TRY IT
Output the entries underneath exactly as they are.
★ ★ ★ ★ ★ ★ ★
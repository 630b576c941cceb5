//! In-memory backends
//!
//! Dashmap-backed implementations of the store traits, used by tests and
//! by the server's local development mode. Semantics mirror the managed
//! backends: partition-scoped point reads, cross-partition queries,
//! create-not-upsert.

use async_trait::async_trait;
use chrono::DateTime;
use dashmap::DashMap;
use serde_json::Value;
use std::cmp::Ordering;

use crate::blob::BlobStore;
use crate::document::{DocumentStore, QueryFilter};
use crate::error::{StoreError, StoreResult};

/// In-memory document store
#[derive(Default)]
pub struct MemoryDocumentStore {
    /// collection name -> (partition_key + '\u{1}' + id) -> document
    collections: DashMap<String, DashMap<String, Value>>,
}

impl MemoryDocumentStore {
    pub fn new() -> Self {
        Self::default()
    }

    fn composite_key(partition_key: &str, id: &str) -> String {
        format!("{partition_key}\u{1}{id}")
    }

    fn document_id(document: &Value) -> StoreResult<String> {
        document
            .get("id")
            .and_then(Value::as_str)
            .map(str::to_string)
            .ok_or_else(|| StoreError::Other("Document is missing a string 'id' field".to_string()))
    }
}

/// Compare two JSON values for ordering purposes. Strings that parse as
/// RFC 3339 timestamps compare by instant, so mixed-precision timestamps
/// still order correctly.
fn compare_order_values(a: &Value, b: &Value) -> Ordering {
    if let (Some(a), Some(b)) = (a.as_str(), b.as_str()) {
        if let (Ok(ta), Ok(tb)) = (
            DateTime::parse_from_rfc3339(a),
            DateTime::parse_from_rfc3339(b),
        ) {
            return ta.cmp(&tb);
        }
        return a.cmp(b);
    }
    a.to_string().cmp(&b.to_string())
}

#[async_trait]
impl DocumentStore for MemoryDocumentStore {
    async fn get(
        &self,
        collection: &str,
        id: &str,
        partition_key: &str,
    ) -> StoreResult<Option<Value>> {
        let key = Self::composite_key(partition_key, id);
        Ok(self
            .collections
            .get(collection)
            .and_then(|docs| docs.get(&key).map(|doc| doc.value().clone())))
    }

    async fn query(&self, collection: &str, filter: &QueryFilter) -> StoreResult<Vec<Value>> {
        let mut matches: Vec<Value> = match self.collections.get(collection) {
            Some(docs) => docs
                .iter()
                .filter(|entry| {
                    filter
                        .equals
                        .iter()
                        .all(|(field, expected)| entry.value().get(field) == Some(expected))
                })
                .map(|entry| entry.value().clone())
                .collect(),
            None => Vec::new(),
        };

        if let Some(order_field) = &filter.newest_first_by {
            matches.sort_by(|a, b| {
                let a_key = a.get(order_field).unwrap_or(&Value::Null);
                let b_key = b.get(order_field).unwrap_or(&Value::Null);
                compare_order_values(b_key, a_key)
            });
        }

        if let Some(limit) = filter.limit {
            matches.truncate(limit);
        }

        Ok(matches)
    }

    async fn create(
        &self,
        collection: &str,
        partition_key: &str,
        document: &Value,
    ) -> StoreResult<()> {
        let id = Self::document_id(document)?;
        let key = Self::composite_key(partition_key, &id);
        let docs = self.collections.entry(collection.to_string()).or_default();

        let result = match docs.entry(key) {
            dashmap::mapref::entry::Entry::Occupied(_) => Err(StoreError::Conflict {
                collection: collection.to_string(),
                id,
            }),
            dashmap::mapref::entry::Entry::Vacant(slot) => {
                slot.insert(document.clone());
                Ok(())
            }
        };
        result
    }

    async fn replace(
        &self,
        collection: &str,
        id: &str,
        partition_key: &str,
        document: &Value,
    ) -> StoreResult<()> {
        let key = Self::composite_key(partition_key, id);
        let docs = self.collections.entry(collection.to_string()).or_default();

        let result = match docs.get_mut(&key) {
            Some(mut existing) => {
                *existing = document.clone();
                Ok(())
            }
            None => Err(StoreError::NotFound {
                collection: collection.to_string(),
                id: id.to_string(),
            }),
        };
        result
    }

    async fn delete(&self, collection: &str, id: &str, partition_key: &str) -> StoreResult<()> {
        let key = Self::composite_key(partition_key, id);
        let removed = self
            .collections
            .get(collection)
            .and_then(|docs| docs.remove(&key));

        match removed {
            Some(_) => Ok(()),
            None => Err(StoreError::NotFound {
                collection: collection.to_string(),
                id: id.to_string(),
            }),
        }
    }
}

/// In-memory blob store
#[derive(Default)]
pub struct MemoryBlobStore {
    blobs: DashMap<String, (String, Vec<u8>)>,
}

impl MemoryBlobStore {
    pub fn new() -> Self {
        Self::default()
    }

    /// Content type recorded for a stored blob, if present
    pub fn content_type(&self, key: &str) -> Option<String> {
        self.blobs.get(key).map(|entry| entry.value().0.clone())
    }
}

#[async_trait]
impl BlobStore for MemoryBlobStore {
    async fn put(&self, key: &str, content_type: &str, bytes: Vec<u8>) -> StoreResult<()> {
        self.blobs
            .insert(key.to_string(), (content_type.to_string(), bytes));
        Ok(())
    }

    async fn get(&self, key: &str) -> StoreResult<Vec<u8>> {
        self.blobs
            .get(key)
            .map(|entry| entry.value().1.clone())
            .ok_or_else(|| StoreError::BlobNotFound {
                key: key.to_string(),
            })
    }

    async fn delete(&self, key: &str) -> StoreResult<()> {
        match self.blobs.remove(key) {
            Some(_) => Ok(()),
            None => Err(StoreError::BlobNotFound {
                key: key.to_string(),
            }),
        }
    }
}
★ ★ ★ ★ ★ ★ ★
WRITTEN SOLUTION
repository 630b576c941cceb5
//! In-memory backends
//!
//! Dashmap-backed implementations of the store traits, used by tests and
//! by the server's local development mode. Semantics mirror the managed
//! backends: partition-scoped point reads, cross-partition queries,
//! create-not-upsert.

use async_trait::async_trait;
use chrono::DateTime;
use dashmap::DashMap;
use serde_json::Value;
use std::cmp::Ordering;

use crate::blob::BlobStore;
use crate::document::{DocumentStore, QueryFilter};
use crate::error::{StoreError, StoreResult};

/// In-memory document store
#[derive(Default)]
pub struct MemoryDocumentStore {
    /// collection name -> (partition_key + '\u{1}' + id) -> document
    collections: DashMap<String, DashMap<String, Value>>,
}

impl MemoryDocumentStore {
    pub fn new() -> Self {
        Self::default()
    }

    fn composite_key(partition_key: &str, id: &str) -> String {
        format!("{partition_key}\u{1}{id}")
    }

    fn document_id(document: &Value) -> StoreResult<String> {
        document
            .get("id")
            .and_then(Value::as_str)
            .map(str::to_string)
            .ok_or_else(|| StoreError::Other("Document is missing a string 'id' field".to_string()))
    }
}

/// Compare two JSON values for ordering purposes. Strings that parse as
/// RFC 3339 timestamps compare by instant, so mixed-precision timestamps
/// still order correctly.
fn compare_order_values(a: &Value, b: &Value) -> Ordering {
    if let (Some(a), Some(b)) = (a.as_str(), b.as_str()) {
        if let (Ok(ta), Ok(tb)) = (
            DateTime::parse_from_rfc3339(a),
            DateTime::parse_from_rfc3339(b),
        ) {
            return ta.cmp(&tb);
        }
        return a.cmp(b);
    }
    a.to_string().cmp(&b.to_string())
}

#[async_trait]
impl DocumentStore for MemoryDocumentStore {
    async fn get(
        &self,
        collection: &str,
        id: &str,
        partition_key: &str,
    ) -> StoreResult<Option<Value>> {
        let key = Self::composite_key(partition_key, id);
        Ok(self
            .collections
            .get(collection)
            .and_then(|docs| docs.get(&key).map(|doc| doc.value().clone())))
    }

    async fn query(&self, collection: &str, filter: &QueryFilter) -> StoreResult<Vec<Value>> {
        let mut matches: Vec<Value> = match self.collections.get(collection) {
            Some(docs) => docs
                .iter()
                .filter(|entry| {
                    filter
                        .equals
                        .iter()
                        .all(|(field, expected)| entry.value().get(field) == Some(expected))
                })
                .map(|entry| entry.value().clone())
                .collect(),
            None => Vec::new(),
        };

        if let Some(order_field) = &filter.newest_first_by {
            matches.sort_by(|a, b| {
                let a_key = a.get(order_field).unwrap_or(&Value::Null);
                let b_key = b.get(order_field).unwrap_or(&Value::Null);
                compare_order_values(b_key, a_key)
            });
        }

        if let Some(limit) = filter.limit {
            matches.truncate(limit);
        }

        Ok(matches)
    }

    async fn create(
        &self,
        collection: &str,
        partition_key: &str,
        document: &Value,
    ) -> StoreResult<()> {
        let id = Self::document_id(document)?;
        let key = Self::composite_key(partition_key, &id);
        let docs = self.collections.entry(collection.to_string()).or_default();

        let result = match docs.entry(key) {
            dashmap::mapref::entry::Entry::Occupied(_) => Err(StoreError::Conflict {
                collection: collection.to_string(),
                id,
            }),
            dashmap::mapref::entry::Entry::Vacant(slot) => {
                slot.insert(document.clone());
                Ok(())
            }
        };
        result
    }

    async fn replace(
        &self,
        collection: &str,
        id: &str,
        partition_key: &str,
        document: &Value,
    ) -> StoreResult<()> {
        let key = Self::composite_key(partition_key, id);
        let docs = self.collections.entry(collection.to_string()).or_default();

        let result = match docs.get_mut(&key) {
            Some(mut existing) => {
                *existing = document.clone();
                Ok(())
            }
            None => Err(StoreError::NotFound {
                collection: collection.to_string(),
                id: id.to_string(),
            }),
        };
        result
    }

    async fn delete(&self, collection: &str, id: &str, partition_key: &str) -> StoreResult<()> {
        let key = Self::composite_key(partition_key, id);
        let removed = self
            .collections
            .get(collection)
            .and_then(|docs| docs.remove(&key));

        match removed {
            Some(_) => Ok(()),
            None => Err(StoreError::NotFound {
                collection: collection.to_string(),
                id: id.to_string(),
            }),
        }
    }
}

/// In-memory blob store
#[derive(Default)]
pub struct MemoryBlobStore {
    blobs: DashMap<String, (String, Vec<u8>)>,
}

impl MemoryBlobStore {
    pub fn new() -> Self {
        Self::default()
    }

    /// Content type recorded for a stored blob, if present
    pub fn content_type(&self, key: &str) -> Option<String> {
        self.blobs.get(key).map(|entry| entry.value().0.clone())
    }
}

#[async_trait]
impl BlobStore for MemoryBlobStore {
    async fn put(&self, key: &str, content_type: &str, bytes: Vec<u8>) -> StoreResult<()> {
        self.blobs
            .insert(key.to_string(), (content_type.to_string(), bytes));
        Ok(())
    }

    async fn get(&self, key: &str) -> StoreResult<Vec<u8>> {
        self.blobs
            .get(key)
            .map(|entry| entry.value().1.clone())
            .ok_or_else(|| StoreError::BlobNotFound {
                key: key.to_string(),
            })
    }

    async fn delete(&self, key: &str) -> StoreResult<()> {
        match self.blobs.remove(key) {
            Some(_) => Ok(()),
            None => Err(StoreError::BlobNotFound {
                key: key.to_string(),
            }),
        }
    }
}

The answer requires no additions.